**YOUR INSTRUCTIONS**
In the listing below, how many lines include "RenderPrimitive"? Give the number and no other text.

**RECORDS SUPPLIED**
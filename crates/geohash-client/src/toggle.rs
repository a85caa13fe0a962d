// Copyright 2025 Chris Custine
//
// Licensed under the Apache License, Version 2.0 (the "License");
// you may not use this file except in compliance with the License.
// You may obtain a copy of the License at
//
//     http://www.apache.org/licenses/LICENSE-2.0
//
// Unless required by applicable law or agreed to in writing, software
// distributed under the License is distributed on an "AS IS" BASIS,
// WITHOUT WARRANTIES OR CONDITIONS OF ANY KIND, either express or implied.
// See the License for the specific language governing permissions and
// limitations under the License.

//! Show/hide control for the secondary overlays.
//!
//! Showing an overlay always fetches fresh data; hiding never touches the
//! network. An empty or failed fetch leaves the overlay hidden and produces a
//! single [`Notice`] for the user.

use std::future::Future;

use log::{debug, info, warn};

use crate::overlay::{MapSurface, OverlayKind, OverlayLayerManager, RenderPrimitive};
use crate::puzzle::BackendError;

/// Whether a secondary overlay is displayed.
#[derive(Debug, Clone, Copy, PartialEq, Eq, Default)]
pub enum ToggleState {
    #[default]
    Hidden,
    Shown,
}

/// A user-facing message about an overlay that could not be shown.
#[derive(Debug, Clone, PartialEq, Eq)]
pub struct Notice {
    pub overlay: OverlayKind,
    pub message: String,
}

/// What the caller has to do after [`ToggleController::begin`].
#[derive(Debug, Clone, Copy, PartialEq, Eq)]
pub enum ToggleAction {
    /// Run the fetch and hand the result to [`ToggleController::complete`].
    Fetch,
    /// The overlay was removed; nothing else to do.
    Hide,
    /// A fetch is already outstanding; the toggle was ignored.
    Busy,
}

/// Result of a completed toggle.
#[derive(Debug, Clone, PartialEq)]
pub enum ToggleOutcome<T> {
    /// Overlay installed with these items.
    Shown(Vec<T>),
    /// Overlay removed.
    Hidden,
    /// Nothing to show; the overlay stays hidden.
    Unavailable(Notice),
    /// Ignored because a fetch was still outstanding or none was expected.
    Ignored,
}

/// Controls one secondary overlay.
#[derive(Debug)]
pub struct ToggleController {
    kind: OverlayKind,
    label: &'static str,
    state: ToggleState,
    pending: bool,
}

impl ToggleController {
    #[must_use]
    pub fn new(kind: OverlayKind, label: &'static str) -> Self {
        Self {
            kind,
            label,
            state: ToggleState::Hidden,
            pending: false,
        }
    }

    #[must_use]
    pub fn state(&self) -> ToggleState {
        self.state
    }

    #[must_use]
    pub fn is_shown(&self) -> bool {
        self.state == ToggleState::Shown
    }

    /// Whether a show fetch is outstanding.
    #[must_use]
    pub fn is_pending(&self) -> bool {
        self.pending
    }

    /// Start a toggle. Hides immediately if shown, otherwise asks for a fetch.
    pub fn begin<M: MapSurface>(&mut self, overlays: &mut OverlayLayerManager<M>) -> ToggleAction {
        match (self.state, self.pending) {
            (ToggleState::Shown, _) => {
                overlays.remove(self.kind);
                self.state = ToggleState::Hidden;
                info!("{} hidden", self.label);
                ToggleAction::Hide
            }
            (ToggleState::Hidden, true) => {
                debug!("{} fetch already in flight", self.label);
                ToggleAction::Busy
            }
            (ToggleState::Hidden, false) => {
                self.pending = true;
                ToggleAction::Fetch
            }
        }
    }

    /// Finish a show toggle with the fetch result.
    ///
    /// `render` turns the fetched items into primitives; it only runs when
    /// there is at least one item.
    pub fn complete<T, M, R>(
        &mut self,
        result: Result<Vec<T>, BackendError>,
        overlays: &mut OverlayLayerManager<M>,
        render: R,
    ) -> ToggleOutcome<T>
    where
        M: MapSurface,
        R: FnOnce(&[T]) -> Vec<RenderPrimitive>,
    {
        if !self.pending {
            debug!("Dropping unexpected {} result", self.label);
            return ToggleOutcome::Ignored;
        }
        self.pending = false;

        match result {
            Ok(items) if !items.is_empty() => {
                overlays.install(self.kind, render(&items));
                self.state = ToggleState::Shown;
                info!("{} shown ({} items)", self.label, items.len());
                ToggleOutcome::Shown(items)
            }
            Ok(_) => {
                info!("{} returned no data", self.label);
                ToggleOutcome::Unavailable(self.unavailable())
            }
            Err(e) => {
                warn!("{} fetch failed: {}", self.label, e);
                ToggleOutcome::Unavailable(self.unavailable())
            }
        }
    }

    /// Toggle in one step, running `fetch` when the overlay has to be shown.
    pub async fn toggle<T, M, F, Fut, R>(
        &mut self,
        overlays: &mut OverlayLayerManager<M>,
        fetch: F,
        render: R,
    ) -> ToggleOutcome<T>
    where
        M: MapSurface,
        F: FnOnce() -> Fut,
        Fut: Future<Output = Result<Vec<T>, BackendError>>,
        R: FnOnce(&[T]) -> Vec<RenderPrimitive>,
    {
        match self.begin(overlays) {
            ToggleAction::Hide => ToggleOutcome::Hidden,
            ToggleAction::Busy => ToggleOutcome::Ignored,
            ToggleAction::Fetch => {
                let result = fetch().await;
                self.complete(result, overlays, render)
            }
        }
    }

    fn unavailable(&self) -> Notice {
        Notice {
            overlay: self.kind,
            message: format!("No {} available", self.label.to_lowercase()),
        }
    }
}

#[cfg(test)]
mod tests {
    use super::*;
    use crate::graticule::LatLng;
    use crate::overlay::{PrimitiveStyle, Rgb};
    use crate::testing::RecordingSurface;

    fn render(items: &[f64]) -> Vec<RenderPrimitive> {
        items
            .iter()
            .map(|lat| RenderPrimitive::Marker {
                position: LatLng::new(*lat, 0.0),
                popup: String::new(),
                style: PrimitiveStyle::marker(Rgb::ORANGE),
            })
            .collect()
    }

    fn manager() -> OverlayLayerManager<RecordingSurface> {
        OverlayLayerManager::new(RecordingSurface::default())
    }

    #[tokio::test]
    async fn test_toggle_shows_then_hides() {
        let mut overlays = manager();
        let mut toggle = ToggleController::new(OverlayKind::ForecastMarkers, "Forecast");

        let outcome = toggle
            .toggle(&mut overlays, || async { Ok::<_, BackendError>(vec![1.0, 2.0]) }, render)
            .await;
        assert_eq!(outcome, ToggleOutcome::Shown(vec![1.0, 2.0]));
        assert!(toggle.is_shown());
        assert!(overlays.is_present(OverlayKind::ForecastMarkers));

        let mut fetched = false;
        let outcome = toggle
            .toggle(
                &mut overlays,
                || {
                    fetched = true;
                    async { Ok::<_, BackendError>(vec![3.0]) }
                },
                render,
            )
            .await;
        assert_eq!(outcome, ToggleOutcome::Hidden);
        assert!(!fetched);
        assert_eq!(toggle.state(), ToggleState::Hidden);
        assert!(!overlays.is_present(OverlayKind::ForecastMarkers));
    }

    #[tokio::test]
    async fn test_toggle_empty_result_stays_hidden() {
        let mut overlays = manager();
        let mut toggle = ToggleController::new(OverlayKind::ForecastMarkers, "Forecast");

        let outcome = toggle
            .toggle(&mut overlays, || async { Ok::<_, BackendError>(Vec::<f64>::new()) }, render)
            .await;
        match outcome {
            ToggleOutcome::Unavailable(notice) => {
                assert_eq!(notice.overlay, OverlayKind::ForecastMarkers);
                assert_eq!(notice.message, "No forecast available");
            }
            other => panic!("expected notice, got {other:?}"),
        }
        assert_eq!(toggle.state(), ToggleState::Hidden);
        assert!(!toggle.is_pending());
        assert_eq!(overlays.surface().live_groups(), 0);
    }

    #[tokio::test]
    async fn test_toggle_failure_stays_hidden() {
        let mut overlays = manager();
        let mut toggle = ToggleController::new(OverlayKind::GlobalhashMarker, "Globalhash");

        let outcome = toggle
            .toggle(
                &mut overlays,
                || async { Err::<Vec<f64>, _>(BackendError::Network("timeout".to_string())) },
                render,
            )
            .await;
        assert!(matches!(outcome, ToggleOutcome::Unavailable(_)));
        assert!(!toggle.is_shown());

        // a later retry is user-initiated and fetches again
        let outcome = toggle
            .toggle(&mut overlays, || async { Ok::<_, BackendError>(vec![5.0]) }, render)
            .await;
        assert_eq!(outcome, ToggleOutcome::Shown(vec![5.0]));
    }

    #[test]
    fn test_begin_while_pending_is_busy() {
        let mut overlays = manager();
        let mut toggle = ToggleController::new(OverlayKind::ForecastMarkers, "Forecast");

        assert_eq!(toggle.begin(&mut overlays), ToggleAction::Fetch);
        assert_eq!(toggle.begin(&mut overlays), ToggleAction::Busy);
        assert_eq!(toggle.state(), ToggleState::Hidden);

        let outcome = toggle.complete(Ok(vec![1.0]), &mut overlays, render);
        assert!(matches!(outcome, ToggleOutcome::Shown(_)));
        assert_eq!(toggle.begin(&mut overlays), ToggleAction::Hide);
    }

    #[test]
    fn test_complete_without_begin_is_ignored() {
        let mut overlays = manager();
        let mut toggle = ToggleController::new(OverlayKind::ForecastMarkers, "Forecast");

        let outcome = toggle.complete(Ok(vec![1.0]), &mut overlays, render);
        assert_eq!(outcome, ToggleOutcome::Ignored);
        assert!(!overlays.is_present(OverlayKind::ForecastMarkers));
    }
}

**PROBLEM SOLUTION**
5